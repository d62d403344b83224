use axum::{extract::State, Json};
use serde_json::{json, Value};

use crate::{errors::ServiceError, ApiResponse, AppState};

/// Liveness plus database reachability.
pub async fn health_check(
    State(state): State<AppState>,
) -> Result<Json<ApiResponse<Value>>, ServiceError> {
    let db_status = match state.db.ping().await {
        Ok(_) => "healthy",
        Err(_) => "unhealthy",
    };

    let health_data = json!({
        "status": db_status,
        "checks": {
            "database": db_status,
        },
        "timestamp": chrono::Utc::now().to_rfc3339(),
    });

    Ok(Json(ApiResponse::success(health_data)))
}

/// Build/version information for the running service.
pub async fn api_status() -> Result<Json<ApiResponse<Value>>, ServiceError> {
    let status_data = json!({
        "status": "ok",
        "service": "freshroute-api",
        "version": env!("CARGO_PKG_VERSION"),
        "timestamp": chrono::Utc::now().to_rfc3339(),
        "environment": std::env::var("ENVIRONMENT").unwrap_or_else(|_| "development".to_string()),
    });

    Ok(Json(ApiResponse::success(status_data)))
}
#[derive(Debug, Serialize, ToSchema)]
pub struct SubOrderResponse {
    pub id: Uuid,
    pub product_name: String,
    pub quantity: i32,
    pub unit_price: Decimal,
    pub weekday_pattern: WeekdayPattern,
    pub start_date: String,
    pub repeat_multiplier: i32,
    pub remaining_days: i32,
    pub delivery_dates: Vec<DeliveryDateResponse>,
}

#[derive(Debug, Serialize, ToSchema)]
pub struct SubscriptionResponse {
    pub id: Uuid,
    pub order_number: String,
    pub customer_id: Uuid,
    pub total_amount: Decimal,
    pub delivery_address: String,
    pub latitude: f64,
    pub longitude: f64,
    pub subscription_status: SubscriptionStatus,
    pub payment_type: PaymentType,
    pub assigned_franchise_id: Option<Uuid>,
    pub created_at: DateTime<Utc>,
    pub updated_at: Option<DateTime<Utc>>,
}

#[derive(Debug, Serialize, ToSchema)]
pub struct SubscriptionDetailResponse {
    pub subscription: SubscriptionResponse,
    pub sub_orders: Vec<SubOrderResponse>,
}

#[derive(Debug, Serialize, ToSchema)]
pub struct PauseDeliveryResponse {
    pub paused: DeliveryDateResponse,
    pub makeup: DeliveryDateResponse,
}

#[derive(Debug, Serialize, ToSchema)]
pub struct ResumeDeliveryResponse {
    pub resumed: DeliveryDateResponse,
    pub makeup_removed: bool,
}

#[derive(Debug, Serialize, ToSchema)]
pub struct SubscriptionListResponse {
    pub subscriptions: Vec<SubscriptionResponse>,
    pub total: u64,
    pub page: u64,
    pub per_page: u64,
}

/// Service for subscription orders and their delivery calendars.
///
/// Writes follow the source system's model: a subscription document is
/// read, mutated and written back with last-writer-wins semantics. There
/// is deliberately no optimistic-concurrency check here.
#[derive(Clone)]
pub struct SubscriptionService {
    db_pool: Arc<DbPool>,
    event_sender: Option<Arc<EventSender>>,
}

+---+

→ TASK TO CARRY OUT
Copy out the material above in full.

→ RESULT BELOW
repository d62d403344b83224
use axum::{extract::State, Json};
use serde_json::{json, Value};

use crate::{errors::ServiceError, ApiResponse, AppState};

/// Liveness plus database reachability.
pub async fn health_check(
    State(state): State<AppState>,
) -> Result<Json<ApiResponse<Value>>, ServiceError> {
    let db_status = match state.db.ping().await {
        Ok(_) => "healthy",
        Err(_) => "unhealthy",
    };

    let health_data = json!({
        "status": db_status,
        "checks": {
            "database": db_status,
        },
        "timestamp": chrono::Utc::now().to_rfc3339(),
    });

    Ok(Json(ApiResponse::success(health_data)))
}

/// Build/version information for the running service.
pub async fn api_status() -> Result<Json<ApiResponse<Value>>, ServiceError> {
    let status_data = json!({
        "status": "ok",
        "service": "freshroute-api",
        "version": env!("CARGO_PKG_VERSION"),
        "timestamp": chrono::Utc::now().to_rfc3339(),
        "environment": std::env::var("ENVIRONMENT").unwrap_or_else(|_| "development".to_string()),
    });

    Ok(Json(ApiResponse::success(status_data)))
}
#[derive(Debug, Serialize, ToSchema)]
pub struct SubOrderResponse {
    pub id: Uuid,
    pub product_name: String,
    pub quantity: i32,
    pub unit_price: Decimal,
    pub weekday_pattern: WeekdayPattern,
    pub start_date: String,
    pub repeat_multiplier: i32,
    pub remaining_days: i32,
    pub delivery_dates: Vec<DeliveryDateResponse>,
}

#[derive(Debug, Serialize, ToSchema)]
pub struct SubscriptionResponse {
    pub id: Uuid,
    pub order_number: String,
    pub customer_id: Uuid,
    pub total_amount: Decimal,
    pub delivery_address: String,
    pub latitude: f64,
    pub longitude: f64,
    pub subscription_status: SubscriptionStatus,
    pub payment_type: PaymentType,
    pub assigned_franchise_id: Option<Uuid>,
    pub created_at: DateTime<Utc>,
    pub updated_at: Option<DateTime<Utc>>,
}

#[derive(Debug, Serialize, ToSchema)]
pub struct SubscriptionDetailResponse {
    pub subscription: SubscriptionResponse,
    pub sub_orders: Vec<SubOrderResponse>,
}

#[derive(Debug, Serialize, ToSchema)]
pub struct PauseDeliveryResponse {
    pub paused: DeliveryDateResponse,
    pub makeup: DeliveryDateResponse,
}

#[derive(Debug, Serialize, ToSchema)]
pub struct ResumeDeliveryResponse {
    pub resumed: DeliveryDateResponse,
    pub makeup_removed: bool,
}

#[derive(Debug, Serialize, ToSchema)]
pub struct SubscriptionListResponse {
    pub subscriptions: Vec<SubscriptionResponse>,
    pub total: u64,
    pub page: u64,
    pub per_page: u64,
}

/// Service for subscription orders and their delivery calendars.
///
/// Writes follow the source system's model: a subscription document is
/// read, mutated and written back with last-writer-wins semantics. There
/// is deliberately no optimistic-concurrency check here.
#[derive(Clone)]
pub struct SubscriptionService {
    db_pool: Arc<DbPool>,
    event_sender: Option<Arc<EventSender>>,
}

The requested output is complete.